Material supplied →
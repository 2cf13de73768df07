//! # Provider Modules
//!
//! Abstract interface for the remote secret store, plus the AWS Secrets
//! Manager implementation.
//!
//! The dispatcher only ever talks to a [`SecretStore`]; the concrete client
//! is built once in `main` and handed in.

use async_trait::async_trait;
use std::fmt;
use thiserror::Error;

pub mod aws;

/// Provider trait for remote secret stores
///
/// Every method maps to exactly one service call.
#[async_trait]
pub trait SecretStore: Send + Sync {
    /// Create a new secret record
    ///
    /// A `None` value creates the record without a secret string.
    async fn create_secret(
        &self,
        secret_name: &str,
        description: &str,
        secret_value: Option<&str>,
    ) -> Result<CreatedSecret, ProviderError>;

    /// Get the current value of a secret
    async fn get_secret_value(&self, secret_id: &str) -> Result<String, ProviderError>;

    /// Overwrite the stored value of a secret
    async fn update_secret(
        &self,
        secret_id: &str,
        secret_value: Option<&str>,
    ) -> Result<UpdatedSecret, ProviderError>;

    /// Delete a secret
    ///
    /// With `force` set the record is removed immediately with no recovery
    /// window.
    async fn delete_secret(&self, secret_id: &str, force: bool)
        -> Result<DeletedSecret, ProviderError>;
}

/// Response of a successful create
#[derive(Debug, Clone, Default, PartialEq, Eq)]
pub struct CreatedSecret {
    pub arn: Option<String>,
    pub name: Option<String>,
    pub version_id: Option<String>,
}

/// Response of a successful update
#[derive(Debug, Clone, Default, PartialEq, Eq)]
pub struct UpdatedSecret {
    pub arn: Option<String>,
    pub name: Option<String>,
    pub version_id: Option<String>,
}

/// Response of a successful delete
#[derive(Debug, Clone, Default, PartialEq, Eq)]
pub struct DeletedSecret {
    pub arn: Option<String>,
    pub name: Option<String>,
    /// Deletion date as reported by the service (RFC 3339)
    pub deletion_date: Option<String>,
}

/// Classification of remote failures
#[derive(Debug, Clone, Copy, PartialEq, Eq, Hash)]
pub enum ProviderErrorKind {
    /// The secret does not exist (or is already scheduled for deletion)
    NotFound,
    /// The caller lacks permission for the operation
    AccessDenied,
    /// A secret with that name already exists
    AlreadyExists,
    /// The request was rate limited
    Throttled,
    /// The service rejected the request parameters or state
    InvalidRequest,
    /// The request never produced a service response (network, timeout, credentials)
    Transport,
    /// The secret exists but carries no string or binary value
    EmptyValue,
    /// Anything else
    Other,
}

impl ProviderErrorKind {
    /// Map a service error code onto a kind
    ///
    /// Codes follow the AWS Secrets Manager API error names.
    pub fn from_code(code: &str) -> Self {
        match code {
            "ResourceNotFoundException" => ProviderErrorKind::NotFound,
            "AccessDeniedException" | "UnrecognizedClientException" => {
                ProviderErrorKind::AccessDenied
            }
            "ResourceExistsException" => ProviderErrorKind::AlreadyExists,
            "ThrottlingException" | "TooManyRequestsException" => ProviderErrorKind::Throttled,
            "InvalidRequestException"
            | "InvalidParameterException"
            | "MalformedPolicyDocumentException"
            | "LimitExceededException"
            | "PreconditionNotMetException" => ProviderErrorKind::InvalidRequest,
            _ => ProviderErrorKind::Other,
        }
    }

    pub fn as_str(self) -> &'static str {
        match self {
            ProviderErrorKind::NotFound => "not_found",
            ProviderErrorKind::AccessDenied => "access_denied",
            ProviderErrorKind::AlreadyExists => "already_exists",
            ProviderErrorKind::Throttled => "throttled",
            ProviderErrorKind::InvalidRequest => "invalid_request",
            ProviderErrorKind::Transport => "transport",
            ProviderErrorKind::EmptyValue => "empty_value",
            ProviderErrorKind::Other => "other",
        }
    }
}

impl fmt::Display for ProviderErrorKind {
    fn fmt(&self, f: &mut fmt::Formatter<'_>) -> fmt::Result {
        f.write_str(self.as_str())
    }
}

/// Remote failure with its kind and the raw service detail
#[derive(Debug, Clone, Error, PartialEq, Eq)]
#[error("[{kind}] {message}")]
pub struct ProviderError {
    pub kind: ProviderErrorKind,
    /// Service error code, when the service returned one
    pub code: Option<String>,
    pub message: String,
}

impl ProviderError {
    pub fn new(kind: ProviderErrorKind, message: impl Into<String>) -> Self {
        Self {
            kind,
            code: None,
            message: message.into(),
        }
    }

    /// Build an error from a service error code, classifying it
    pub fn from_service_code(code: impl Into<String>, message: impl Into<String>) -> Self {
        let code = code.into();
        Self {
            kind: ProviderErrorKind::from_code(&code),
            code: Some(code),
            message: message.into(),
        }
    }
}
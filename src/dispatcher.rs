//! # Secret Operation Dispatcher
//!
//! Maps one requested operation onto exactly one [`SecretStore`] call and
//! reports the outcome.
//!
//! Remote failures never abort the process: they are logged with the raw
//! detail, printed to the report output and turned into an empty result.
//! [`Dispatcher::try_dispatch`] exposes the same call with the typed error
//! for callers that need to tell failure kinds apart.
//!
//! Deletes always request `ForceDeleteWithoutRecovery`; there is no recovery
//! window and no confirmation step.

use crate::constants::{DEFAULT_SECRET_DESCRIPTION, FORCE_DELETE_WITHOUT_RECOVERY};
use crate::payload::SecretValue;
use crate::provider::{CreatedSecret, DeletedSecret, ProviderError, SecretStore, UpdatedSecret};
use clap::ValueEnum;
use std::fmt;
use std::io::{self, Write};
use thiserror::Error;
use tracing::{info, warn};
use zeroize::Zeroizing;

/// Secret operations accepted on the command line
#[derive(Debug, Clone, Copy, PartialEq, Eq, Hash, ValueEnum)]
pub enum Operation {
    /// Create a new secret
    #[value(name = "create_secret")]
    CreateSecret,
    /// Print the current value of a secret
    #[value(name = "get_secret")]
    GetSecret,
    /// Overwrite the value of an existing secret
    #[value(name = "update_secret")]
    UpdateSecret,
    /// Permanently delete a secret (no recovery window)
    #[value(name = "delete_secret")]
    DeleteSecret,
}

impl Operation {
    pub fn as_str(self) -> &'static str {
        match self {
            Operation::CreateSecret => "create_secret",
            Operation::GetSecret => "get_secret",
            Operation::UpdateSecret => "update_secret",
            Operation::DeleteSecret => "delete_secret",
        }
    }

    /// Whether the operation sends a secret value
    pub fn takes_value(self) -> bool {
        matches!(self, Operation::CreateSecret | Operation::UpdateSecret)
    }

    fn verb(self) -> &'static str {
        match self {
            Operation::CreateSecret => "creating",
            Operation::GetSecret => "retrieving",
            Operation::UpdateSecret => "updating",
            Operation::DeleteSecret => "deleting",
        }
    }
}

impl fmt::Display for Operation {
    fn fmt(&self, f: &mut fmt::Formatter<'_>) -> fmt::Result {
        f.write_str(self.as_str())
    }
}

/// One secret operation built from command-line input
#[derive(Debug, Clone)]
pub struct SecretRequest {
    pub operation: Operation,
    pub secret_name: String,
    /// Payload for create/update; ignored by get and delete
    pub secret_value: Option<SecretValue>,
}

impl SecretRequest {
    pub fn new(operation: Operation, secret_name: impl Into<String>) -> Self {
        Self {
            operation,
            secret_name: secret_name.into(),
            secret_value: None,
        }
    }

    #[must_use]
    pub fn with_value(mut self, value: SecretValue) -> Self {
        self.secret_value = Some(value);
        self
    }

    /// Payload actually sent; `None` for operations that take no value
    pub fn payload(&self) -> Option<&str> {
        if self.operation.takes_value() {
            self.secret_value.as_ref().map(|v| v.as_str())
        } else {
            None
        }
    }
}

/// Successful outcome of a dispatched operation
#[derive(Debug, Clone, PartialEq, Eq)]
pub enum OperationReport {
    Created(CreatedSecret),
    Retrieved(SecretValue),
    Updated(UpdatedSecret),
    Deleted(DeletedSecret),
}

/// A failed remote operation
#[derive(Debug, Clone, Error, PartialEq, Eq)]
#[error("Error {} secret: {source}", .operation.verb())]
pub struct SecretOperationError {
    pub operation: Operation,
    pub secret_name: String,
    #[source]
    pub source: ProviderError,
}

/// Write the success report for an operation
///
/// # Errors
///
/// Returns an error if writing to `out` fails.
pub fn write_report<W: Write>(
    out: &mut W,
    secret_name: &str,
    report: &OperationReport,
) -> io::Result<()> {
    match report {
        OperationReport::Created(response) => {
            writeln!(out, "Secret {secret_name} created successfully!")?;
            writeln!(out, "response {response:?}")
        }
        OperationReport::Retrieved(value) => writeln!(out, "Retrieved secret: {}", value.as_str()),
        OperationReport::Updated(response) => {
            writeln!(out, "Secret {secret_name} updated successfully!")?;
            writeln!(out, "response {response:?}")
        }
        OperationReport::Deleted(_) => writeln!(out, "Secret {secret_name} scheduled for deletion!"),
    }
}

/// Dispatches secret operations to an injected store
#[derive(Debug)]
pub struct Dispatcher<S> {
    store: S,
}

impl<S: SecretStore> Dispatcher<S> {
    pub fn new(store: S) -> Self {
        Self { store }
    }

    pub fn store(&self) -> &S {
        &self.store
    }

    /// Perform the operation, returning the typed outcome
    ///
    /// Issues exactly one store call and prints nothing.
    ///
    /// # Errors
    ///
    /// Returns a [`SecretOperationError`] carrying the provider error kind
    /// when the remote call fails.
    pub async fn try_dispatch(
        &self,
        request: &SecretRequest,
    ) -> Result<OperationReport, SecretOperationError> {
        let name = request.secret_name.as_str();
        let value = request.payload();

        info!(
            operation = %request.operation,
            secret_name = name,
            has_value = value.is_some(),
            "Dispatching secret operation"
        );

        let result = match request.operation {
            Operation::CreateSecret => self
                .store
                .create_secret(name, DEFAULT_SECRET_DESCRIPTION, value)
                .await
                .map(OperationReport::Created),
            Operation::GetSecret => self
                .store
                .get_secret_value(name)
                .await
                .map(|v| OperationReport::Retrieved(Zeroizing::new(v))),
            Operation::UpdateSecret => self
                .store
                .update_secret(name, value)
                .await
                .map(OperationReport::Updated),
            Operation::DeleteSecret => self
                .store
                .delete_secret(name, FORCE_DELETE_WITHOUT_RECOVERY)
                .await
                .map(OperationReport::Deleted),
        };

        result.map_err(|source| SecretOperationError {
            operation: request.operation,
            secret_name: name.to_string(),
            source,
        })
    }

    /// Perform the operation and print its report
    ///
    /// A remote failure is printed as `Error <verb> secret: ...` and yields
    /// `Ok(None)`; it is never turned into an `Err`.
    ///
    /// # Errors
    ///
    /// Only fails when writing to `out` fails.
    pub async fn dispatch<W: Write>(
        &self,
        request: &SecretRequest,
        out: &mut W,
    ) -> io::Result<Option<OperationReport>> {
        match self.try_dispatch(request).await {
            Ok(report) => {
                write_report(out, &request.secret_name, &report)?;
                Ok(Some(report))
            }
            Err(e) => {
                warn!(
                    operation = %e.operation,
                    secret_name = %e.secret_name,
                    error_kind = %e.source.kind,
                    error_code = e.source.code.as_deref().unwrap_or(""),
                    error = %e.source,
                    "Secret operation failed"
                );
                writeln!(out, "{e}")?;
                Ok(None)
            }
        }
    }
}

The task → Only lines that include "Perform" belong in the answer; copy all of them from the listing.

Response to this task →
    /// Perform the operation, returning the typed outcome
    /// Perform the operation and print its report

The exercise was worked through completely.